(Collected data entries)

:::::

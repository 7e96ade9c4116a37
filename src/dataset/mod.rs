//! Dataset wrappers over the in-memory collaborator.
//!
//! A [`Dataset`] owns its handle: dropping the wrapper closes it, and
//! closing releases the native resource exactly once. Child wrappers
//! (bands, layers, features) hold handles subordinate to the dataset's,
//! so any operation through them fails fast once the dataset closes.

mod bands;

pub use bands::{DatasetBands, RasterBand};

use crate::error::Result;
use crate::facade;
use crate::handle::{registry, Handle};
use crate::native::mem::{MemRaster, MemVector};
use crate::native::{GeometryType, NativeError};
use crate::vector::Layer;
use parking_lot::Mutex;
use std::sync::Arc;
use tracing::debug;

pub(crate) type SharedRaster = Arc<Mutex<MemRaster>>;
pub(crate) type SharedVector = Arc<Mutex<MemVector>>;

enum DatasetKind {
    Raster(SharedRaster),
    Vector(SharedVector),
}

/// An open dataset, raster- or vector-flavored.
pub struct Dataset {
    kind: DatasetKind,
    handle: Handle,
}

impl Dataset {
    /// Opens a new in-memory raster dataset of `band_count` zero-filled
    /// bands.
    pub fn open_memory_raster(width: usize, height: usize, band_count: usize) -> Result<Self> {
        let raster = MemRaster::new(width, height, band_count)?;
        let shared = Arc::new(Mutex::new(raster));
        let native = Arc::clone(&shared);
        let handle = registry().register_with_release(move || drop(native));
        debug!(handle = %handle.id(), width, height, band_count, "opened in-memory raster");
        Ok(Self {
            kind: DatasetKind::Raster(shared),
            handle,
        })
    }

    /// Opens a new, empty in-memory vector dataset.
    pub fn open_memory_vector() -> Result<Self> {
        let shared = Arc::new(Mutex::new(MemVector::new()));
        let native = Arc::clone(&shared);
        let handle = registry().register_with_release(move || drop(native));
        debug!(handle = %handle.id(), "opened in-memory vector dataset");
        Ok(Self {
            kind: DatasetKind::Vector(shared),
            handle,
        })
    }

    pub fn handle(&self) -> &Handle {
        &self.handle
    }

    pub fn is_open(&self) -> bool {
        self.handle.is_open()
    }

    /// Closes the dataset. Idempotent; all child wrappers become unusable.
    pub fn close(&self) {
        self.handle.close();
    }

    fn raster(&self) -> Result<&SharedRaster> {
        match &self.kind {
            DatasetKind::Raster(raster) => Ok(raster),
            DatasetKind::Vector(_) => {
                Err(NativeError::illegal_arg("dataset has no raster bands").into())
            }
        }
    }

    fn vector(&self) -> Result<&SharedVector> {
        match &self.kind {
            DatasetKind::Vector(vector) => Ok(vector),
            DatasetKind::Raster(_) => {
                Err(NativeError::illegal_arg("dataset has no vector layers").into())
            }
        }
    }

    /// The dataset's band collection (indexed shape).
    pub fn bands(&self) -> Result<DatasetBands> {
        Ok(DatasetBands::new(
            Arc::clone(self.raster()?),
            self.handle.clone(),
        ))
    }

    /// Creates a new vector layer, returning its wrapper.
    pub fn create_layer(&self, name: &str, geometry_type: GeometryType) -> Result<Layer> {
        let vector = self.vector()?;
        let index = facade::call(&self.handle, || {
            Ok(vector.lock().create_layer(name, geometry_type))
        })?;
        debug!(handle = %self.handle.id(), layer = name, "created layer");
        Ok(Layer::new(
            Arc::clone(vector),
            index,
            registry().register_child(&self.handle),
        ))
    }

    /// Layer access, 0-based.
    pub fn layer(&self, index: usize) -> Result<Layer> {
        let vector = self.vector()?;
        facade::call(&self.handle, || {
            vector.lock().layer(index).map(|_| ()).map_err(Into::into)
        })?;
        Ok(Layer::new(
            Arc::clone(vector),
            index,
            registry().register_child(&self.handle),
        ))
    }

    pub fn layer_count(&self) -> Result<usize> {
        let vector = self.vector()?;
        facade::call(&self.handle, || Ok(vector.lock().layer_count()))
    }
}

impl Drop for Dataset {
    fn drop(&mut self) {
        registry().finalize(self.handle.id());
    }
}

:::::

- Task to complete -
Some lines above contain the word "width". Copy each of them.

- Answer to this task -
    pub fn open_memory_raster(width: usize, height: usize, band_count: usize) -> Result<Self> {
        let raster = MemRaster::new(width, height, band_count)?;
        debug!(handle = %handle.id(), width, height, band_count, "opened in-memory raster");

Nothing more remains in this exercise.